2 hours60 marks

Level 1 - Math I (Physics) Paper 1

Real-number methods, trigonometric modelling, calculus, integration, and complex numbers for physics support.

Instructions

Attempt all questions.
All main questions carry the same number of marks.
Show enough working to make the algebra, definitions, and modelling steps clear.
Begin each main question on a new page when working on paper.

Section A: Real Numbers and Algebra

1. Calibration algebra and finite sums

15 marks

A dimensionless calibration setting \(x\) is adjusted during a bench test. The same test also uses a small error parameter \(\epsilon\) and a sequence of linearly increasing readings.

(a)

5 marks

Solve the inequality \(0<\frac{2x-1}{x+2}<1\).

(b)

5 marks

Expand \((1+2\epsilon)^5\) up to and including the term in \(\epsilon^3\). Use this to estimate \((1.02)^5\).

(c)

5 marks

Find \(\sum_{r=1}^{n}(4r-1)\). Hence find \(n\) if this sum is \(171\).

Section B: Trigonometry and Limits

2. Oscillatory signal model

15 marks

An oscillatory signal is modelled by \(s(t)=4\sin t+3\cos t\), where \(t\) is measured in radians. A separate small-angle calculation is used to compare two nearby signals.

(a)

5 marks

Write \(s(t)=4\sin t+3\cos t\) in the form \(R\sin(t+\alpha)\), where \(R>0\) and \(0<\alpha<\frac{\pi}{2}\).

(b)

5 marks

Find the maximum value of \(s(t)\), and find the first \(t\) in \([0,2\pi)\) at which it occurs.

(c)

5 marks

Evaluate \(\lim_{u\to0}\frac{\sin(5u)-\sin(2u)}{u}\).

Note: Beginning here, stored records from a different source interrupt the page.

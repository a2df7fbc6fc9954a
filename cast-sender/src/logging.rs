//! Tracing subscriber setup.

use std::fs::OpenOptions;
use std::sync::Mutex;

use tracing_subscriber::EnvFilter;

use crate::config::LoggingConfig;

/// Install the global subscriber. `RUST_LOG` wins over the configured
/// level. When `file` is set, logs are appended there without colors.
pub fn init(config: &LoggingConfig) -> std::io::Result<()> {
    let filter = EnvFilter::try_from_default_env()
        .unwrap_or_else(|_| EnvFilter::new(&config.level));

    if config.file.is_empty() {
        tracing_subscriber::fmt().with_env_filter(filter).init();
        return Ok(());
    }

    let file = OpenOptions::new()
        .create(true)
        .append(true)
        .open(&config.file)?;
    tracing_subscriber::fmt()
        .with_env_filter(filter)
        .with_ansi(false)
        .with_writer(Mutex::new(file))
        .init();
    Ok(())
}
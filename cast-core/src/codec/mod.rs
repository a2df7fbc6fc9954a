//! Length-prefixed framing for the cast byte stream.
//!
//! ```text
//! ┌──────────────┬───────────────────────────┐
//! │ len: u32 BE  │ body: len bytes           │
//! └──────────────┴───────────────────────────┘
//! ```
//!
//! The prefix is the only message boundary on the wire. A prefix larger
//! than [`MAX_FRAME_SIZE`] is a protocol violation: the decoder fails and
//! the owning connection is torn down. The encoder refuses oversized
//! bodies before a single byte is written.

use bytes::{Buf, BufMut, Bytes, BytesMut};
use tokio_util::codec::{Decoder, Encoder};

use crate::error::CastError;
use crate::message::Message;

/// Largest accepted frame body (10 MiB).
pub const MAX_FRAME_SIZE: usize = 10 * 1024 * 1024;

/// Size of the big-endian length prefix.
pub const LENGTH_PREFIX_LEN: usize = 4;

/// Append `payload` to `dst` behind its length prefix.
pub fn encode_frame(payload: &[u8], dst: &mut BytesMut, max: usize) -> Result<(), CastError> {
    if payload.len() > max {
        return Err(CastError::FrameTooLarge {
            size: payload.len(),
            max,
        });
    }
    dst.reserve(LENGTH_PREFIX_LEN + payload.len());
    dst.put_u32(payload.len() as u32);
    dst.extend_from_slice(payload);
    Ok(())
}

/// Split one complete frame body off the front of `src`.
///
/// Returns `Ok(None)` until the whole frame has arrived. The length check
/// happens as soon as the prefix is readable, so an oversized frame is
/// rejected without buffering its body.
pub fn decode_frame(src: &mut BytesMut, max: usize) -> Result<Option<Bytes>, CastError> {
    if src.len() < LENGTH_PREFIX_LEN {
        return Ok(None);
    }

    let len = u32::from_be_bytes([src[0], src[1], src[2], src[3]]) as usize;
    if len > max {
        return Err(CastError::FrameTooLarge { size: len, max });
    }

    let total = LENGTH_PREFIX_LEN + len;
    if src.len() < total {
        src.reserve(total - src.len());
        return Ok(None);
    }

    src.advance(LENGTH_PREFIX_LEN);
    Ok(Some(src.split_to(len).freeze()))
}

// ── CastCodec ────────────────────────────────────────────────────

/// `tokio_util` codec turning a byte stream into [`Message`]s and back.
#[derive(Debug, Clone, Copy)]
pub struct CastCodec {
    max_frame_size: usize,
}

impl CastCodec {
    pub fn new() -> Self {
        Self {
            max_frame_size: MAX_FRAME_SIZE,
        }
    }

    /// Codec with a custom frame limit. Used by tests to exercise the
    /// oversize path without multi-megabyte buffers.
    pub fn with_max_frame_size(max_frame_size: usize) -> Self {
        Self { max_frame_size }
    }

    pub fn max_frame_size(&self) -> usize {
        self.max_frame_size
    }
}

impl Default for CastCodec {
    fn default() -> Self {
        Self::new()
    }
}

impl Decoder for CastCodec {
    type Item = Message;
    type Error = CastError;

    fn decode(&mut self, src: &mut BytesMut) -> Result<Option<Self::Item>, Self::Error> {
        match decode_frame(src, self.max_frame_size)? {
            Some(body) => Message::parse(body).map(Some),
            None => Ok(None),
        }
    }
}

impl Encoder<Message> for CastCodec {
    type Error = CastError;

    fn encode(&mut self, item: Message, dst: &mut BytesMut) -> Result<(), Self::Error> {
        let len = item.encoded_len();
        if len > self.max_frame_size {
            return Err(CastError::FrameTooLarge {
                size: len,
                max: self.max_frame_size,
            });
        }
        dst.reserve(LENGTH_PREFIX_LEN + len);
        dst.put_u32(len as u32);
        item.write_to(dst);
        Ok(())
    }
}

// ── Tests ────────────────────────────────────────────────────────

Section C: Differentiation and Integration

3. Pulse rates and accumulated work

15 marks

A displacement model for a short pulse is \(x(t)=t^2e^{-t}\), where \(t\ge0\). A related accumulated work calculation uses a rational force model.

(a)

5 marks

Differentiate \(x(t)=t^2e^{-t}\), and find the stationary time for \(t>0\).

(b)

5 marks

Evaluate \(\int_0^2 t e^{-t}\,dt\).

(c)

5 marks

Resolve \(\frac{3x+5}{x^2+3x+2}\) into partial fractions, and evaluate \(\int_0^1\frac{3x+5}{x^2+3x+2}\,dx\).

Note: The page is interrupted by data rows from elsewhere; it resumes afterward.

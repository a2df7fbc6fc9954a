//! Network segments and local interface enumeration.

use std::fmt;
use std::net::Ipv4Addr;
use std::str::FromStr;

use if_addrs::IfAddr;

use crate::error::CastError;

/// Segments always offered after the local ones.
const FALLBACK_SEGMENTS: [&str; 2] = ["192.168.1", "192.168.0"];

/// First and last host suffix probed in a segment scan.
pub const FIRST_HOST: u8 = 1;
pub const LAST_HOST: u8 = 254;

/// The first three octets of an IPv4 /24, e.g. `192.168.1`.
#[derive(Debug, Clone, Copy, PartialEq, Eq, Hash)]
pub struct NetworkSegment([u8; 3]);

impl NetworkSegment {
    pub fn new(a: u8, b: u8, c: u8) -> Self {
        Self([a, b, c])
    }

    pub fn octets(&self) -> [u8; 3] {
        self.0
    }

    /// The address `<segment>.<suffix>`.
    pub fn host(&self, suffix: u8) -> Ipv4Addr {
        let [a, b, c] = self.0;
        Ipv4Addr::new(a, b, c, suffix)
    }

    /// Every probe target, `.1` through `.254`.
    pub fn hosts(&self) -> impl Iterator<Item = Ipv4Addr> + '_ {
        (FIRST_HOST..=LAST_HOST).map(move |suffix| self.host(suffix))
    }

    /// The segment an address belongs to.
    pub fn of(ip: Ipv4Addr) -> Self {
        let [a, b, c, _] = ip.octets();
        Self([a, b, c])
    }
}

impl FromStr for NetworkSegment {
    type Err = CastError;

    /// Accepts exactly three dot-separated groups of one to three decimal
    /// digits, each at most 255. No surrounding whitespace.
    fn from_str(s: &str) -> Result<Self, Self::Err> {
        let invalid = || CastError::InvalidSegment(s.to_string());
        let mut octets = [0u8; 3];
        let mut parts = s.split('.');

        for octet in octets.iter_mut() {
            let part = parts.next().ok_or_else(invalid)?;
            if part.is_empty() || part.len() > 3 || !part.bytes().all(|b| b.is_ascii_digit()) {
                return Err(invalid());
            }
            let value: u16 = part.parse().map_err(|_| invalid())?;
            *octet = u8::try_from(value).map_err(|_| invalid())?;
        }

        if parts.next().is_some() {
            return Err(invalid());
        }
        Ok(Self(octets))
    }
}

impl fmt::Display for NetworkSegment {
    fn fmt(&self, f: &mut fmt::Formatter<'_>) -> fmt::Result {
        let [a, b, c] = self.0;
        write!(f, "{a}.{b}.{c}")
    }
}

/// Whether `s` is usable as a scan target. The empty string is valid and
/// means "use broadcast".
pub fn is_valid_network_segment(s: &str) -> bool {
    s.is_empty() || s.parse::<NetworkSegment>().is_ok()
}

/// One IPv4 address of a local interface, reduced to what broadcast
/// discovery looks at.
#[derive(Debug, Clone, Copy, PartialEq, Eq)]
struct InterfaceAddr {
    up: bool,
    loopback: bool,
    broadcast: Option<Ipv4Addr>,
}

/// Directed broadcast addresses of every up, non-loopback IPv4 interface
/// that has one.
pub fn broadcast_addresses() -> std::io::Result<Vec<Ipv4Addr>> {
    Ok(broadcast_targets(interfaces()?))
}

fn broadcast_targets(ifaces: impl IntoIterator<Item = InterfaceAddr>) -> Vec<Ipv4Addr> {
    let mut out = Vec::new();
    for iface in ifaces {
        if !iface.up || iface.loopback {
            continue;
        }
        if let Some(broadcast) = iface.broadcast {
            if !out.contains(&broadcast) {
                out.push(broadcast);
            }
        }
    }
    out
}

/// A down interface can keep its address on Linux, so link state comes
/// from the interface flags rather than from the address list.
#[cfg(unix)]
fn interfaces() -> std::io::Result<Vec<InterfaceAddr>> {
    use nix::net::if_::InterfaceFlags;

    let addrs = nix::ifaddrs::getifaddrs().map_err(std::io::Error::from)?;
    Ok(addrs
        .filter(|a| {
            a.address
                .as_ref()
                .and_then(|addr| addr.as_sockaddr_in())
                .is_some()
        })
        .map(|a| InterfaceAddr {
            up: a
                .flags
                .contains(InterfaceFlags::IFF_UP | InterfaceFlags::IFF_RUNNING),
            loopback: a.flags.contains(InterfaceFlags::IFF_LOOPBACK),
            broadcast: a
                .broadcast
                .as_ref()
                .and_then(|addr| addr.as_sockaddr_in())
                .map(|sin| Ipv4Addr::from(sin.ip())),
        })
        .collect())
}

/// if-addrs reports no link state on this platform; every listed adapter
/// is taken as up.
#[cfg(not(unix))]
fn interfaces() -> std::io::Result<Vec<InterfaceAddr>> {
    Ok(if_addrs::get_if_addrs()?
        .into_iter()
        .filter_map(|iface| match &iface.addr {
            IfAddr::V4(v4) => Some(InterfaceAddr {
                up: true,
                loopback: iface.is_loopback(),
                broadcast: v4.broadcast,
            }),
            IfAddr::V6(_) => None,
        })
        .collect())
}

/// Segments worth offering to the user: the local interfaces' /24
/// prefixes first, then the common home defaults. No duplicates.
pub fn suggested_segments() -> Vec<String> {
    let local = match if_addrs::get_if_addrs() {
        Ok(ifaces) => ifaces
            .into_iter()
            .filter(|iface| !iface.is_loopback())
            .filter_map(|iface| match iface.addr {
                IfAddr::V4(v4) => Some(v4.ip),
                IfAddr::V6(_) => None,
            })
            .collect(),
        Err(e) => {
            tracing::debug!("interface enumeration failed: {e}");
            Vec::new()
        }
    };
    segments_from(local)
}

fn segments_from(ips: impl IntoIterator<Item = Ipv4Addr>) -> Vec<String> {
    let mut out: Vec<String> = Vec::new();
    let local = ips.into_iter().map(|ip| NetworkSegment::of(ip).to_string());
    for segment in local.chain(FALLBACK_SEGMENTS.iter().map(|s| s.to_string())) {
        if !out.contains(&segment) {
            out.push(segment);
        }
    }
    out
}

// ── Tests ────────────────────────────────────────────────────────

Section D: Complex Numbers

4. Phasors and roots

15 marks

A phasor has complex amplitude \(z=\sqrt{3}+i\). Complex roots are used to describe equally spaced phase choices.

(a)

5 marks

Write \(z=\sqrt{3}+i\) in exponential form, and hence find \(z^6\).

(b)

5 marks

Find the three cube roots of \(z\), giving your answers in exponential form.

(c)

5 marks

Let \(A=2e^{i\pi/3}+3e^{-i\pi/6}\). Find the real and imaginary parts of \(A\).